_PROBLEM TO WORK ON:_ Tally the lines below that contain the word "BTreeMap". Only the number should be returned.

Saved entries
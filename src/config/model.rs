// src/config/model.rs

use std::collections::BTreeMap;
use std::time::Duration;

use serde::Deserialize;

/// Name of the manifest file looked up in the project root.
pub const MANIFEST_FILE: &str = "localfn.toml";

/// Manifest as read from `localfn.toml`, before validation.
///
/// ```toml
/// [config]
/// artifacts_dir = ".build/artifacts"
/// poll_interval_ms = 100
///
/// [function.api]
/// runtime = "node18.x"
/// src = "services/api"
/// handler = "src/index.handler"
/// ```
#[derive(Debug, Clone, Deserialize)]
pub struct RawManifest {
    #[serde(default)]
    pub config: ConfigSection,

    /// All functions from `[function.<id>]`, keyed by id.
    #[serde(default)]
    pub function: BTreeMap<String, FunctionConfig>,
}

/// Validated manifest. Only constructed through `TryFrom<RawManifest>`.
#[derive(Debug, Clone)]
pub struct Manifest {
    config: ConfigSection,
    function: BTreeMap<String, FunctionConfig>,
}

impl Manifest {
    pub(crate) fn new_unchecked(
        config: ConfigSection,
        function: BTreeMap<String, FunctionConfig>,
    ) -> Self {
        Self { config, function }
    }

    pub fn config(&self) -> &ConfigSection {
        &self.config
    }

    pub fn functions(&self) -> &BTreeMap<String, FunctionConfig> {
        &self.function
    }
}

/// `[config]` section.
#[derive(Debug, Clone, Deserialize)]
pub struct ConfigSection {
    /// Where build outputs go, relative to the project root.
    #[serde(default = "default_artifacts_dir")]
    pub artifacts_dir: String,

    /// Directory holding the language bootstrap shims, relative to the
    /// project root unless absolute.
    #[serde(default = "default_shims_dir")]
    pub shims_dir: String,

    /// Paths the watcher never reports, regardless of function.
    #[serde(default = "default_ignore")]
    pub ignore: Vec<String>,

    /// How often pending edits are checked for stability.
    #[serde(default = "default_poll_interval_ms")]
    pub poll_interval_ms: u64,

    /// How long a file must stay untouched before its edit is reported.
    #[serde(default = "default_stability_threshold_ms")]
    pub stability_threshold_ms: u64,
}

impl ConfigSection {
    pub fn poll_interval(&self) -> Duration {
        Duration::from_millis(self.poll_interval_ms)
    }

    pub fn stability_threshold(&self) -> Duration {
        Duration::from_millis(self.stability_threshold_ms)
    }
}

fn default_artifacts_dir() -> String {
    ".build/artifacts".to_string()
}

fn default_shims_dir() -> String {
    ".localfn/shims".to_string()
}

fn default_ignore() -> Vec<String> {
    vec!["**/.build/**".to_string(), "**/.sst/**".to_string()]
}

fn default_poll_interval_ms() -> u64 {
    100
}

fn default_stability_threshold_ms() -> u64 {
    20
}

impl Default for ConfigSection {
    fn default() -> Self {
        Self {
            artifacts_dir: default_artifacts_dir(),
            shims_dir: default_shims_dir(),
            ignore: default_ignore(),
            poll_interval_ms: default_poll_interval_ms(),
            stability_threshold_ms: default_stability_threshold_ms(),
        }
    }
}

/// `[function.<id>]` section.
#[derive(Debug, Clone, Deserialize)]
pub struct FunctionConfig {
    /// Runtime identifier, e.g. `"python3.11"`.
    pub runtime: String,

    /// Source directory relative to the project root.
    pub src: String,

    /// Entry point within `src`.
    pub handler: String,
}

_ANSWER AREA:_ 5